Penyidikan tidak hanya menyasar pihak yang mengajukan kredit. Polisi turut mendalami proses internal yang membuat fasilitas tersebut dapat disetujui dan dicairkan.
NF sebagai Account Officer diduga mengetahui adanya persoalan pada dokumen persyaratan. Kendati demikian, menurut penyidik, proses analisis dan verifikasi tetap dilakukan hingga kredit dapat dicairkan.
Penyidik juga menemukan dugaan rekayasa dalam proses konfirmasi lapangan atau on the spot. Pemeriksaan tersebut diduga hanya dilakukan secara formalitas untuk mendukung pencairan kredit.
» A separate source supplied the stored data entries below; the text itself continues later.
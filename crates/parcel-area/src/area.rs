//! The per-area store: plots, clusters, bounds, and the scan marker.

use crate::cluster::Cluster;
use crate::plot::Plot;
use indexmap::IndexMap;
use parcel_core::{AreaId, PlayerId, PlotId};
use parcel_grid::{walk, PlotRect};

/// How an area was provisioned, which decides what allocation supports.
///
/// `Partial` areas are irregular slices of a shared world; the block
/// allocator does not serve them (single-cell allocation still does).
#[derive(Clone, Copy, Debug, PartialEq, Eq)]
pub enum AreaKind {
    /// A dedicated grid world.
    Normal,
    /// A grid overlaid on existing terrain.
    Augmented,
    /// A bounded, irregular slice of a shared world.
    Partial,
}

/// One area's complete claim state.
///
/// Owns the plot map (claimed cells only), the cluster map (keyed by
/// unique name), and the block-scan marker. All mutation goes through an
/// engine-held lock; the store itself is single-threaded by construction.
#[derive(Debug)]
pub struct Area {
    id: AreaId,
    kind: AreaKind,
    bounds: Option<PlotRect>,
    plots: IndexMap<PlotId, Plot>,
    clusters: IndexMap<String, Cluster>,
    scan_marker: PlotId,
}

impl Area {
    /// An unbounded area; the walk enumerates outward indefinitely.
    pub fn unbounded(id: AreaId, kind: AreaKind) -> Self {
        Self {
            id,
            kind,
            bounds: None,
            plots: IndexMap::new(),
            clusters: IndexMap::new(),
            scan_marker: PlotId::ORIGIN,
        }
    }

    /// A bounded area; scans cycle over exactly the cells of `bounds`.
    pub fn bounded(id: AreaId, kind: AreaKind, bounds: PlotRect) -> Self {
        Self {
            id,
            kind,
            bounds: Some(bounds),
            plots: IndexMap::new(),
            clusters: IndexMap::new(),
            scan_marker: bounds.center(),
        }
    }

    /// This area's id.
    pub fn id(&self) -> AreaId {
        self.id
    }

    /// Provisioning kind.
    pub fn kind(&self) -> AreaKind {
        self.kind
    }

    /// Bounds rectangle, `None` for unbounded areas.
    pub fn bounds(&self) -> Option<PlotRect> {
        self.bounds
    }

    /// Whether `id` lies inside the area.
    pub fn contains(&self, id: PlotId) -> bool {
        self.bounds.map_or(true, |b| b.contains(id))
    }

    /// Whether the whole rectangle lies inside the area.
    pub fn contains_rect(&self, rect: &PlotRect) -> bool {
        self.bounds.map_or(true, |b| b.contains_rect(rect))
    }

    // ── Plots ──────────────────────────────────────────────────────

    /// The claimed plot at `id`, if any.
    pub fn plot(&self, id: PlotId) -> Option<&Plot> {
        self.plots.get(&id)
    }

    /// Number of claimed plots.
    pub fn plot_count(&self) -> usize {
        self.plots.len()
    }

    /// All claimed plots, in claim order.
    pub fn plots(&self) -> impl Iterator<Item = &Plot> {
        self.plots.values()
    }

    /// Whether `id` is free for allocation: inside the area and unclaimed.
    pub fn is_claimable(&self, id: PlotId) -> bool {
        self.contains(id) && !self.plots.contains_key(&id)
    }

    /// Whether every cell of `rect` may be granted as one block: the
    /// rectangle is inside the area, every cell unclaimed, and no existing
    /// cluster intersects it.
    pub fn is_claimable_rect(&self, rect: &PlotRect) -> bool {
        self.contains_rect(rect)
            && self.first_intersecting_cluster(rect).is_none()
            && rect.cells().all(|id| !self.plots.contains_key(&id))
    }

    /// Claim an unowned cell for `owner`, wiring the cluster back-reference
    /// if a cluster covers it. Returns `false` if the cell is already
    /// claimed or outside the area.
    pub fn claim(&mut self, id: PlotId, owner: PlayerId) -> bool {
        if !self.is_claimable(id) {
            return false;
        }
        let mut plot = Plot::new(id, owner);
        if let Some(c) = self.cluster_at(id) {
            plot.set_cluster(Some(c.name().to_string()));
        }
        self.plots.insert(id, plot);
        true
    }

    /// Add a co-owner to a claimed cell. Returns `false` if unclaimed.
    pub fn add_owner(&mut self, id: PlotId, owner: PlayerId) -> bool {
        match self.plots.get_mut(&id) {
            Some(plot) => {
                plot.add_owner(owner);
                true
            }
            None => false,
        }
    }

    /// Remove one owner from a claimed cell.
    ///
    /// If `player` was the sole owner the plot reverts to unclaimed and is
    /// dropped. Otherwise ownership stays with the remaining co-owners,
    /// the lowest of which becomes the primary. Returns the outcome, or
    /// `None` if the cell is unclaimed or `player` does not own it.
    pub fn remove_owner(&mut self, id: PlotId, player: PlayerId) -> Option<Departure> {
        let plot = self.plots.get_mut(&id)?;
        if !plot.is_owner(player) {
            return None;
        }
        if plot.remove_owner(player) {
            self.plots.shift_remove(&id);
            Some(Departure::Unclaimed)
        } else {
            Some(Departure::TransferredTo(plot.primary_owner()))
        }
    }

    /// Revert a cell to unclaimed regardless of its owner list.
    pub fn unclaim(&mut self, id: PlotId) -> Option<Plot> {
        self.plots.shift_remove(&id)
    }

    /// Claimed plots inside `rect`, in claim order.
    pub fn owned_in(&self, rect: &PlotRect) -> impl Iterator<Item = &Plot> + '_ {
        let rect = *rect;
        self.plots.values().filter(move |p| rect.contains(p.id()))
    }

    // ── Scanning ───────────────────────────────────────────────────

    /// Where scans start when the caller gives no position: the bounds
    /// midpoint for bounded areas, the origin otherwise.
    pub fn scan_origin(&self) -> PlotId {
        self.bounds.map_or(PlotId::ORIGIN, |b| b.center())
    }

    /// The next cell after `id` in this area's walk order.
    ///
    /// Unbounded areas follow the ring walk directly. Bounded areas walk
    /// the orbit around the scan origin and wrap after one full cycle over
    /// the ring covering the bounds, so repeated application visits every
    /// in-bounds id exactly once per cycle (out-of-bounds orbit cells are
    /// stepped over, not returned — the wrap keeps the orbit aligned).
    /// An `id` outside the bounds restarts the walk at the scan origin,
    /// keeping the orbit arithmetic within the covering ring.
    pub fn successor(&self, id: PlotId) -> PlotId {
        match self.bounds {
            None => walk::next(id),
            Some(bounds) => {
                let center = bounds.center();
                let id = if bounds.contains(id) { id } else { center };
                let cycle = walk::cycle_len(bounds.chebyshev_reach(center));
                let mut n = walk::rank(offset_from(id, center));
                loop {
                    n = (n + 1) % cycle;
                    let candidate = offset_apply(center, walk::unrank(n));
                    if bounds.contains(candidate) {
                        return candidate;
                    }
                }
            }
        }
    }

    /// The first claimable cell at or after `from` (or the scan origin)
    /// in walk order.
    ///
    /// A `from` hint outside the bounds falls back to the scan origin;
    /// hints are caller-supplied and must never take the orbit arithmetic
    /// outside the ring covering the bounds.
    ///
    /// Bounded areas return `None` once a full cycle finds nothing.
    /// Unbounded areas always succeed eventually: only finitely many cells
    /// are claimed, and the walk reaches every cell.
    pub fn next_claimable(&self, from: Option<PlotId>) -> Option<PlotId> {
        let start = from
            .filter(|id| self.contains(*id))
            .unwrap_or_else(|| self.scan_origin());
        match self.bounds {
            Some(bounds) => {
                let center = bounds.center();
                let cycle = walk::cycle_len(bounds.chebyshev_reach(center));
                let start_rank = walk::rank(offset_from(start, center));
                for step in 0..cycle {
                    let n = (start_rank + step) % cycle;
                    let id = offset_apply(center, walk::unrank(n));
                    if self.is_claimable(id) {
                        return Some(id);
                    }
                }
                None
            }
            None => {
                let mut id = start;
                loop {
                    if self.is_claimable(id) {
                        return Some(id);
                    }
                    id = walk::next(id);
                }
            }
        }
    }

    /// Number of cells one scan cycle visits: the bounds area for bounded
    /// areas, `None` (unbounded) otherwise.
    pub fn scan_cycle_cells(&self) -> Option<u64> {
        self.bounds.map(|b| b.area())
    }

    /// The block-scan marker: the last attempted block origin.
    pub fn scan_marker(&self) -> PlotId {
        self.scan_marker
    }

    /// Reset the marker, e.g. when restoring persisted area state.
    pub fn set_scan_marker(&mut self, marker: PlotId) {
        self.scan_marker = marker;
    }

    /// Advance the marker one walk step and return its new value.
    ///
    /// Called on every block attempt, success or failure, so repeated
    /// failures still make forward progress and no region is permanently
    /// skipped under contention.
    pub fn advance_marker(&mut self) -> PlotId {
        self.scan_marker = self.successor(self.scan_marker);
        self.scan_marker
    }

    // ── Clusters ───────────────────────────────────────────────────

    /// The cluster with the given name.
    pub fn cluster(&self, name: &str) -> Option<&Cluster> {
        self.clusters.get(name)
    }

    /// The cluster whose rectangle covers `id`, if any.
    ///
    /// At most one exists: cluster rectangles never intersect.
    pub fn cluster_at(&self, id: PlotId) -> Option<&Cluster> {
        self.clusters.values().find(|c| c.rect().contains(id))
    }

    /// All clusters, in creation order.
    pub fn clusters(&self) -> impl Iterator<Item = &Cluster> {
        self.clusters.values()
    }

    /// The first existing cluster whose rectangle intersects `rect`.
    pub fn first_intersecting_cluster(&self, rect: &PlotRect) -> Option<&Cluster> {
        self.clusters.values().find(|c| c.rect().intersects(rect))
    }

    /// Sum of rectangle areas over the clusters `owner` owns here.
    pub fn claimed_cluster_area(&self, owner: PlayerId) -> u64 {
        self.clusters
            .values()
            .filter(|c| c.owner() == owner)
            .map(Cluster::claimed_area)
            .sum()
    }

    /// Insert a validated cluster and set back-references on the claimed
    /// plots inside its rectangle.
    ///
    /// The caller (cluster lifecycle) has already checked name uniqueness
    /// and non-overlap; this is the state write, not the validation.
    pub fn insert_cluster(&mut self, cluster: Cluster) {
        let name = cluster.name().to_string();
        let rect = cluster.rect();
        for plot in self.plots.values_mut() {
            if rect.contains(plot.id()) {
                plot.set_cluster(Some(name.clone()));
            }
        }
        self.clusters.insert(name, cluster);
    }

    /// Remove a cluster and clear back-references. Plot ownership is
    /// untouched.
    pub fn remove_cluster(&mut self, name: &str) -> Option<Cluster> {
        let cluster = self.clusters.shift_remove(name)?;
        for plot in self.plots.values_mut() {
            if plot.cluster() == Some(name) {
                plot.set_cluster(None);
            }
        }
        Some(cluster)
    }

    /// Replace a cluster's rectangle and rewire back-references for the
    /// cells entering and leaving. Returns `false` if the name is unknown.
    pub fn resize_cluster(&mut self, name: &str, rect: PlotRect) -> bool {
        let Some(cluster) = self.clusters.get_mut(name) else {
            return false;
        };
        let old = cluster.rect();
        cluster.set_rect(rect);
        for plot in self.plots.values_mut() {
            let inside_new = rect.contains(plot.id());
            if inside_new && plot.cluster().is_none() {
                plot.set_cluster(Some(name.to_string()));
            } else if !inside_new && old.contains(plot.id()) && plot.cluster() == Some(name) {
                plot.set_cluster(None);
            }
        }
        true
    }

    /// Add `player` to the cluster's invited set. Returns `false` if the
    /// player was already invited.
    pub fn cluster_add_invited(&mut self, name: &str, player: PlayerId) -> bool {
        self.clusters
            .get_mut(name)
            .map_or(false, |c| c.add_invited(player))
    }

    /// Remove `player` from both role sets.
    pub fn cluster_remove_member(&mut self, name: &str, player: PlayerId) {
        if let Some(c) = self.clusters.get_mut(name) {
            c.remove_helper(player);
            c.remove_invited(player);
        }
    }

    /// Promote an invited member to helper. The player leaves the
    /// invited set; the two roles never overlap.
    pub fn cluster_add_helper(&mut self, name: &str, player: PlayerId) -> bool {
        self.clusters.get_mut(name).map_or(false, |c| {
            c.remove_invited(player);
            c.add_helper(player)
        })
    }

    /// Demote a helper back to plain (invited) membership.
    pub fn cluster_remove_helper(&mut self, name: &str, player: PlayerId) -> bool {
        self.clusters.get_mut(name).map_or(false, |c| {
            if c.remove_helper(player) {
                c.add_invited(player);
                true
            } else {
                false
            }
        })
    }
}

/// Outcome of removing one owner from a plot.
#[derive(Clone, Copy, Debug, PartialEq, Eq)]
pub enum Departure {
    /// The departing player was the sole owner; the cell is unclaimed.
    Unclaimed,
    /// Ownership passed to the lowest remaining co-owner.
    TransferredTo(PlayerId),
}

fn offset_from(id: PlotId, center: PlotId) -> PlotId {
    PlotId::new(id.x.wrapping_sub(center.x), id.y.wrapping_sub(center.y))
}

fn offset_apply(center: PlotId, offset: PlotId) -> PlotId {
    PlotId::new(center.x.wrapping_add(offset.x), center.y.wrapping_add(offset.y))
}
Lebih jauh, kepolisian menduga NF menerima uang sebesar Rp338,5 juta dari BH alias BK.
Sementara BH alias BK diduga menjadi pihak yang memperoleh keuntungan dari fasilitas kredit dengan menggunakan PT Aryando Sejahtera Abadi sebagai sarana pengajuan.
“Dari hasil penyidikan, terdapat dugaan perbuatan melawan hukum oleh BH alias BK serta penyalahgunaan wewenang oleh NF. Keduanya memiliki peran masing-masing dalam proses pengajuan hingga pencairan fasilitas kredit tersebut,” ujar Yudhis.
Kerugian Disebut Mencapai Rp8,7 Miliar
Berdasarkan hasil audit Badan Pemeriksa Keuangan (BPK) RI yang disampaikan kepolisian, perkara tersebut disebut menimbulkan kerugian keuangan negara/daerah sebesar Rp8.702.482.852.